Kalian Bisa Membaca Nak!

Anak-anak usia SMA pada kelas XII rata-rata ada pada kisaran 17 tahun. Pada kelompok ini mereka telah sampai , atau seyogyanya telah sampai pada tahap operasional formal.

Pertengahan bulan Oktober yang baru lalu, penulis memberikan tugas bagi anak-anak yang penulis temani belajar matematikanya. Anak-anak itu penulis beri tugas membuat bahan presentasi (boleh dengan basis apapun, power point, flash, atau prezee) untuk diskusi kelas. Materinya adalah Matrix, sebuah materi yang “mudah tidak sulitpun tidak”. Penulis sebagai pendamping belajar sama sekali tidak menyampaikan ulasan awal apa itu matrix, bagaimana operasionalnya, apa itu determinan, transpose, bagaimana cara menentukan penyelesaian sistem persamaan linier dengan menggunakan determinan dan sebagainya. Penulia hanya berpesan : “Bentuklah kelompok, satu kelompok harus ada yang mahir IT, dan selebihnya materi, semuanya bisa membaca dan mendiskusikannya. Satu minggu tugas dikerjakan, kemudian kalian presentasikan hasil kerja kalian!”

Ketika saat pelaksanaan presentasi, hal yang memang tak diduga oleh anak-anak sendiri adalah : Diskusi berjalan ramai, hidup, penuh tanya jawab. Dan secara esensial taka da menyimpang dari isi materi.

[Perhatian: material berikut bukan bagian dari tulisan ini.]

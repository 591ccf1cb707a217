use chrono::{Local, NaiveDateTime, SubsecRound};
use serde::{Deserialize, Serialize};

use super::ScoredMovie;

/// Current local time truncated to whole seconds
pub(crate) fn now_seconds() -> NaiveDateTime {
    Local::now().naive_local().trunc_subsecs(0)
}

/// One recommendation call as recorded in the history file
#[derive(Debug, Clone, Serialize, Deserialize, PartialEq)]
pub struct HistoryEntry {
    pub timestamp: NaiveDateTime,
    /// Normalized industry
    pub industry: String,
    /// Normalized genre
    pub genre: String,
    /// Movie type exactly as the caller supplied it
    pub movie_type: Option<String>,
    /// Full snapshots of the movies returned to the caller
    pub recommended: Vec<ScoredMovie>,
}

/// A user's star rating for one title
#[derive(Debug, Clone, Serialize, Deserialize, PartialEq)]
pub struct RatingEntry {
    pub title: String,
    pub stars: u8,
    pub time: NaiveDateTime,
}
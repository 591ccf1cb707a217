pub mod cascade;
pub mod catalog_queries;
pub mod normalize;
pub mod ratings;
pub mod recommendations;
pub mod scoring;

pub use cascade::{MatchStage, Query};
pub use ratings::{RatingError, Stars};
pub use recommendations::{Recommendation, Recommender};
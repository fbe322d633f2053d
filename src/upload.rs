use anyhow::Result;
use embedded_hal::blocking::delay::DelayMs;
use log::{error, info, warn};

use crate::config::{RESPONSE_LIMIT, UPLOAD_ATTEMPTS, UPLOAD_BACKOFF_MS};
use crate::storage::RecordVolume;

pub const BOUNDARY: &str = "----WebKitFormBoundary7MA4YWxkTrZuOgW";

#[derive(Debug, Clone, PartialEq, Eq)]
pub struct HttpResponse {
    pub status: u16,
    pub body: String,
}

/// HTTP(S) client. Each call is a fresh connection.
pub trait Transport: Send + Sync {
    fn post(&self, url: &str, content_type: &str, body: &[u8]) -> Result<HttpResponse>;
    fn get(&self, url: &str) -> Result<HttpResponse>;
}

#[derive(Debug, Clone, Copy, PartialEq, Eq)]
pub enum UploadOutcome {
    Success,
    Retryable,
    Exhausted,
}

#[derive(Debug, Clone, PartialEq, Eq)]
pub struct UploadReport {
    pub outcome: UploadOutcome,
    pub attempts: u32,
    /// Body of the last response, truncated.
    pub response: String,
}

pub fn content_type() -> String {
    format!("multipart/form-data; boundary={BOUNDARY}")
}

/// Wraps `contents` as the single `file` part of a multipart form.
pub fn multipart_body(contents: &[u8]) -> Vec<u8> {
    let head = format!(
        "--{BOUNDARY}\r\n\
         Content-Disposition: form-data; name=\"file\"; filename=\"payload.txt\"\r\n\
         Content-Type: text/plain\r\n\r\n"
    );
    let tail = format!("\r\n--{BOUNDARY}--\r\n");

    let mut body = Vec::with_capacity(head.len() + contents.len() + tail.len());
    body.extend_from_slice(head.as_bytes());
    body.extend_from_slice(contents);
    body.extend_from_slice(tail.as_bytes());
    body
}

pub struct UploadAgent<'a, D> {
    transport: &'a dyn Transport,
    delay: D,
}

impl<'a, D: DelayMs<u32>> UploadAgent<'a, D> {
    pub fn new(transport: &'a dyn Transport, delay: D) -> Self {
        Self { transport, delay }
    }

    /// One read-and-post attempt; only status 200 counts.
    pub fn attempt(&self, volume: &RecordVolume, file: &str, url: &str) -> (UploadOutcome, String) {
        let contents = match volume.read(file) {
            Ok(c) => c,
            Err(e) => {
                error!("{e:?}");
                return (UploadOutcome::Retryable, String::new());
            }
        };

        match self
            .transport
            .post(url, &content_type(), &multipart_body(&contents))
        {
            Ok(response) => {
                let mut body = response.body;
                truncate(&mut body, RESPONSE_LIMIT);
                if response.status == 200 {
                    info!("{file} uploaded");
                    (UploadOutcome::Success, body)
                } else {
                    warn!("upload rejected with status {}", response.status);
                    (UploadOutcome::Retryable, body)
                }
            }
            Err(e) => {
                warn!("upload failed: {e:?}");
                (UploadOutcome::Retryable, String::new())
            }
        }
    }

    /// Retries with a fixed backoff. Never fails the caller, the file stays
    /// in place either way.
    pub fn upload(&mut self, volume: &RecordVolume, file: &str, url: &str) -> UploadReport {
        let mut response = String::new();
        for attempt in 1..=UPLOAD_ATTEMPTS {
            info!("uploading {file} (attempt {attempt}/{UPLOAD_ATTEMPTS})");
            let (outcome, body) = self.attempt(volume, file, url);
            response = body;

            if outcome == UploadOutcome::Success {
                return UploadReport {
                    outcome,
                    attempts: attempt,
                    response,
                };
            }
            if attempt < UPLOAD_ATTEMPTS {
                self.delay.delay_ms(UPLOAD_BACKOFF_MS);
            }
        }

        error!("upload of {file} failed after {UPLOAD_ATTEMPTS} attempts");
        UploadReport {
            outcome: UploadOutcome::Exhausted,
            attempts: UPLOAD_ATTEMPTS,
            response,
        }
    }
}

fn truncate(s: &mut String, limit: usize) {
    if s.len() > limit {
        let mut end = limit;
        while !s.is_char_boundary(end) {
            end -= 1;
        }
        s.truncate(end);
    }
}

#[cfg(test)]
mod test {
    use super::*;
    use crate::sim::{RecordingDelay, SimTransport, TempDir};

    fn volume_with(contents: &str) -> (TempDir, RecordVolume) {
        let dir = TempDir::new();
        let volume = RecordVolume::new(dir.path());
        volume.rewrite("payload.txt", contents).unwrap();
        (dir, volume)
    }

    #[test]
    fn succeeds_on_third_attempt() {
        let (_dir, volume) = volume_with("key:'k'\n");
        let transport = SimTransport::new()
            .respond(500, "busy")
            .respond(404, "")
            .respond(200, "ok");
        let delay = RecordingDelay::default();
        let mut agent = UploadAgent::new(&transport, delay.clone());

        let report = agent.upload(&volume, "payload.txt", "https://example.com/up");
        assert_eq!(report.outcome, UploadOutcome::Success);
        assert_eq!(report.attempts, 3);
        assert_eq!(report.response, "ok");
        assert_eq!(delay.elapsed_ms(), 2 * UPLOAD_BACKOFF_MS as u64);

        let requests = transport.requests();
        assert_eq!(requests.len(), 3);
        for request in &requests {
            assert_eq!(
                request.content_type,
                "multipart/form-data; boundary=----WebKitFormBoundary7MA4YWxkTrZuOgW"
            );
            assert_eq!(request.url, "https://example.com/up");
        }
    }

    #[test]
    fn exhausts_and_keeps_file() {
        let (_dir, volume) = volume_with("row\n");
        let transport = SimTransport::new().fail().fail().respond(503, "down");
        let mut agent = UploadAgent::new(&transport, RecordingDelay::default());

        let report = agent.upload(&volume, "payload.txt", "https://example.com/up");
        assert_eq!(report.outcome, UploadOutcome::Exhausted);
        assert_eq!(report.attempts, UPLOAD_ATTEMPTS);
        assert_eq!(report.response, "down");
        assert_eq!(volume.read_to_string("payload.txt").unwrap(), "row\n");
    }

    #[test]
    fn missing_file_is_retryable() {
        let dir = TempDir::new();
        let volume = RecordVolume::new(dir.path());
        let transport = SimTransport::new();
        let agent = UploadAgent::new(&transport, RecordingDelay::default());

        let (outcome, _) = agent.attempt(&volume, "payload.txt", "https://example.com/up");
        assert_eq!(outcome, UploadOutcome::Retryable);
        assert!(transport.requests().is_empty());
    }

    #[test]
    fn multipart_layout() {
        let body = String::from_utf8(multipart_body(b"row\n")).unwrap();
        assert!(body.starts_with(&format!("--{BOUNDARY}\r\n")));
        assert!(body.contains("name=\"file\"; filename=\"payload.txt\""));
        assert!(body.contains("Content-Type: text/plain\r\n\r\nrow\n\r\n"));
        assert!(body.ends_with(&format!("--{BOUNDARY}--\r\n")));
    }

    #[test]
    fn response_truncated() {
        let (_dir, volume) = volume_with("row\n");
        let transport = SimTransport::new().respond(200, &"x".repeat(4000));
        let mut agent = UploadAgent::new(&transport, RecordingDelay::default());
        let report = agent.upload(&volume, "payload.txt", "u");
        assert_eq!(report.response.len(), RESPONSE_LIMIT);
    }
}
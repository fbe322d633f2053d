use std::time::Duration;

use esp_idf_sys::{
    esp, esp_deep_sleep_start, esp_reset_reason, esp_reset_reason_t_ESP_RST_DEEPSLEEP,
    esp_reset_reason_t_ESP_RST_POWERON, esp_restart, esp_sleep_enable_timer_wakeup,
};
use log::error;

use crate::sleep::PowerControl;
use crate::supervisor::WakeCause;

pub fn wake_cause() -> WakeCause {
    match unsafe { esp_reset_reason() } {
        esp_reset_reason_t_ESP_RST_DEEPSLEEP => WakeCause::WakeFromSleep,
        esp_reset_reason_t_ESP_RST_POWERON => WakeCause::ColdBoot,
        _ => WakeCause::Other,
    }
}

pub struct EspPower;

impl PowerControl for EspPower {
    fn deep_sleep(&mut self, duration: Duration) -> ! {
        unsafe {
            if let Err(e) = esp!(esp_sleep_enable_timer_wakeup(duration.as_micros() as u64)) {
                error!("timer wakeup: {e:?}");
                esp_restart()
            }
            esp_deep_sleep_start()
        }
    }

    fn restart(&mut self) -> ! {
        unsafe { esp_restart() }
    }
}
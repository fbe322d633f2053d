use std::sync::{Arc, Mutex};

use anyhow::Result;
use embedded_hal::blocking::delay::DelayMs;
use embedded_svc::http::Method;
use log::{error, info, warn};

use crate::clock::WallClock;
use crate::config::{MAX_FORM_BODY, PORTAL_CONNECT_POLL, PORTAL_CONNECT_SETTLE_MS};
use crate::connectivity::{AccessPoint, ConnectRequest, ConnectivityManager, SignalReader, WifiCredentials};
use crate::led::{blink, show, Color, SharedIndicator};
use crate::registration::{FormError, Registrar, RegistrationForm, RegistrationOutcome};
use crate::sampling::SharedSensors;
use crate::storage::RecordVolume;
use crate::store::KvStore;
use crate::upload::Transport;
use crate::urlcode;
use crate::wait::wait_until;

#[derive(Debug, Clone, PartialEq, Eq)]
pub enum PortalReply {
    Page(String),
    /// 303 See Other.
    Redirect(String),
    Error { status: u16, message: String },
}

#[derive(Debug, Clone, Copy, PartialEq, Eq)]
pub enum Route {
    Status,
    Scan,
    Connect,
    Retry,
    Register,
}

pub const ROUTES: [(&str, Method, Route); 5] = [
    ("/", Method::Get, Route::Status),
    ("/scan", Method::Get, Route::Scan),
    ("/connect", Method::Post, Route::Connect),
    ("/retry", Method::Post, Route::Retry),
    ("/register", Method::Post, Route::Register),
];

/// Binds the portal to an HTTP server that stays up until the node sleeps.
pub trait PortalHost<D> {
    fn start(&mut self, portal: Arc<Portal<D>>) -> Result<()>;
    /// Stops serving. A host that never started does nothing.
    fn stop(&mut self) -> Result<()>;
}

/// Provisioning web portal served on the soft-AP.
pub struct Portal<D> {
    pub connectivity: Arc<Mutex<ConnectivityManager>>,
    pub signal: SignalReader,
    pub store: Arc<dyn KvStore>,
    pub volume: RecordVolume,
    pub sensors: SharedSensors,
    pub clock: Arc<WallClock>,
    pub transport: Arc<dyn Transport>,
    pub indicator: SharedIndicator,
    pub register_url: String,
    pub delay: D,
}

impl<D: DelayMs<u32> + Clone> Portal<D> {
    /// Dispatches a request. Every path produces exactly one reply.
    pub fn dispatch(&self, method: Method, uri: &str, body: &[u8]) -> PortalReply {
        let (path, query) = uri.split_once('?').unwrap_or((uri, ""));
        let route = ROUTES
            .iter()
            .find(|(p, m, _)| *p == path && *m == method)
            .map(|(_, _, r)| *r);

        match route {
            Some(route) => self.handle(route, query, body),
            None => PortalReply::Error {
                status: 404,
                message: "Not Found".into(),
            },
        }
    }

    pub fn handle(&self, route: Route, query: &str, body: &[u8]) -> PortalReply {
        if body.len() > MAX_FORM_BODY {
            warn!("request body of {} bytes rejected", body.len());
            return redirect_error("Request Too Large");
        }
        let body = String::from_utf8_lossy(body);

        match route {
            Route::Status => self.status_page(query),
            Route::Scan => self.scan(),
            Route::Connect => self.connect(&body),
            Route::Retry => self.retry(),
            Route::Register => self.register(&body),
        }
    }

    fn status_page(&self, query: &str) -> PortalReply {
        let access_points = match self.connectivity.lock() {
            Ok(c) => c.access_points().to_vec(),
            Err(_) => Vec::new(),
        };

        let message = if let Some(msg) = urlcode::field(query, "error") {
            Some(("red", msg))
        } else if let Some(msg) = urlcode::field(query, "success") {
            Some(("green", msg))
        } else {
            urlcode::field(query, "message").map(|msg| ("black", msg))
        };

        PortalReply::Page(render_page(&access_points, message))
    }

    fn scan(&self) -> PortalReply {
        match self.connectivity.lock() {
            Ok(mut c) => {
                if let Err(e) = c.scan() {
                    error!("{e:?}");
                    return redirect_error("Scan Failed");
                }
            }
            Err(_) => return internal_error(),
        }
        PortalReply::Redirect("/".into())
    }

    fn connect(&self, body: &str) -> PortalReply {
        let ssid = urlcode::field(body, "ssid").unwrap_or_default();
        let password = urlcode::field(body, "password").unwrap_or_default();

        let Some(credentials) = WifiCredentials::new(&ssid, &password) else {
            return redirect_error("SSID or Password Too Long");
        };
        if credentials.ssid.is_empty() {
            return redirect_error("SSID Required");
        }

        let baseline = self.signal.acquisitions();
        let request = match self.connectivity.lock() {
            Ok(mut c) => {
                if let Err(e) = c.disconnect() {
                    warn!("{e:?}");
                }
                c.connect_with(&credentials)
            }
            Err(_) => return internal_error(),
        };
        if request != ConnectRequest::Requested {
            return redirect_error("Connection Failed");
        }

        let mut delay = self.delay.clone();
        delay.delay_ms(PORTAL_CONNECT_SETTLE_MS);
        let signal = &self.signal;
        let connected = wait_until("portal connect", &mut delay, PORTAL_CONNECT_POLL, || {
            signal.is_connected() && signal.acquisitions() > baseline
        });

        if !connected {
            warn!("connection to '{}' timed out", credentials.ssid);
            blink(&self.indicator, Color::Red, 1);
            show(&self.indicator, Color::Blue);
            return redirect_error("Connection Timeout");
        }

        match credentials.save(self.store.as_ref()) {
            Ok(()) => info!("credentials for '{}' saved", credentials.ssid),
            Err(e) => error!("cannot save credentials: {e:?}"),
        }
        show(&self.indicator, Color::Green);
        redirect_success(&format!("Connected to {}", credentials.ssid))
    }

    fn retry(&self) -> PortalReply {
        let mut delay = self.delay.clone();
        match self.connectivity.lock() {
            Ok(mut c) => {
                c.reconnect(&mut delay);
            }
            Err(_) => return internal_error(),
        }
        PortalReply::Redirect("/".into())
    }

    fn register(&self, body: &str) -> PortalReply {
        let form = match RegistrationForm::parse(body) {
            Ok(form) => form,
            Err(FormError::Missing) => return redirect_error("All Registration Fields Required"),
            Err(FormError::TooLong) => return redirect_error("Registration Field Too Long"),
        };

        let registrar = Registrar {
            store: self.store.as_ref(),
            volume: &self.volume,
            sensors: &self.sensors,
            clock: &self.clock,
            transport: self.transport.as_ref(),
            url: &self.register_url,
        };

        match registrar.register(&form, self.delay.clone()) {
            RegistrationOutcome::Registered(_) => redirect_success("Device Registered"),
            RegistrationOutcome::ProvisionalWriteFailed => PortalReply::Error {
                status: 500,
                message: "Failed to write registration file".into(),
            },
            RegistrationOutcome::UploadFailed => redirect_error("Registration Upload Failed"),
            RegistrationOutcome::Unconfirmed => redirect_error("Failed to parse server response"),
            RegistrationOutcome::PersistFailed => redirect_error("Failed to save registration"),
        }
    }
}

fn redirect_error(message: &str) -> PortalReply {
    PortalReply::Redirect(format!("/?error={}", urlcode::encode(message)))
}

fn redirect_success(message: &str) -> PortalReply {
    PortalReply::Redirect(format!("/?success={}", urlcode::encode(message)))
}

fn internal_error() -> PortalReply {
    PortalReply::Error {
        status: 500,
        message: "Internal Server Error".into(),
    }
}

fn escape(text: &str) -> String {
    let mut out = String::with_capacity(text.len());
    for c in text.chars() {
        match c {
            '<' => out.push_str("&lt;"),
            '>' => out.push_str("&gt;"),
            '&' => out.push_str("&amp;"),
            '"' => out.push_str("&quot;"),
            '\'' => out.push_str("&#39;"),
            c => out.push(c),
        }
    }
    out
}

const PAGE_HEAD: &str = r#"<!DOCTYPE html>
<html><head><meta charset="utf-8"><meta name="viewport" content="width=device-width, initial-scale=1">
<title>Sensor Setup</title>
<style>body{font-family:sans-serif;max-width:28em;margin:1em auto;padding:0 1em}
input,select,button{width:100%;margin:.3em 0;padding:.4em;box-sizing:border-box}
fieldset{margin-bottom:1em}</style></head><body>
<h2>Sensor Setup</h2>
"#;

fn render_page(access_points: &[AccessPoint], message: Option<(&str, String)>) -> String {
    let mut page = String::from(PAGE_HEAD);

    if let Some((color, text)) = message {
        page.push_str(&format!(
            "<p style=\"color:{color}\"><b>{}</b></p>\n",
            escape(&text)
        ));
    }

    let options = if access_points.is_empty() {
        "<option value=\"\">No networks found. Please scan.</option>".to_string()
    } else {
        access_points
            .iter()
            .map(|ap| {
                let ssid = escape(&ap.ssid);
                format!("<option value=\"{ssid}\">{ssid} ({} dBm)</option>", ap.rssi)
            })
            .collect::<Vec<_>>()
            .join("\n")
    };

    page.push_str(&format!(
        r#"<fieldset><legend>Wi-Fi</legend>
<form action="/scan" method="get"><button type="submit">Scan</button></form>
<form action="/connect" method="post">
<select name="ssid">
{options}
</select>
<input type="password" name="password" maxlength="64" placeholder="Password">
<button type="submit">Connect</button>
</form>
<form action="/retry" method="post"><button type="submit">Retry saved network</button></form>
</fieldset>
<fieldset><legend>Registration</legend>
<form action="/register" method="post">
<input name="key" maxlength="16" placeholder="Key">
<input name="sensorID" maxlength="8" placeholder="Sensor ID">
<input name="geoutm" maxlength="64" placeholder="UTM location">
<button type="submit">Register</button>
</form>
</fieldset>
</body></html>
"#
    ));
    page
}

Sebagian kegiatan di kelas XII IPA 1,2 dan 3 ada di bawah ini :

14161114711015440708
14161114711015440708
14161116511659223528
14161116511659223528
1416111772108405170
1416111772108405170


Usai kegiatan diskusi kelas yang mantap, saya menyanjung mereka, “Kalian adalah anak-anak yang hebat! Bapak sama sekali tidak pernah menyampaikan apa-apa sebelum kalian diskusi. Tapi nyatanya? Luar biasa! Kalian hanya membaca sendiri, mendiskusikan, kemudian mampu mengkomunikasikan kepada teman-teman kalian sendiri.”

Mendengar sanjungan itu mereka tersipu-sipu dan salah tingkah. Penulis kembali menambah sanjungan lain, Ada sebuah potensi yang selama ini kalian pendam! Membaca! Sekali lagi membaca! Dengan kemampuan kalian membaca, kalian mampu mengusai isi bacaan dan informasi pengetahuan dalam buku itu! Itu artinya tanpa gurupun kalian bisa belajar. Bapak hanya pendamping. Kalianlah tokoh utamanya!”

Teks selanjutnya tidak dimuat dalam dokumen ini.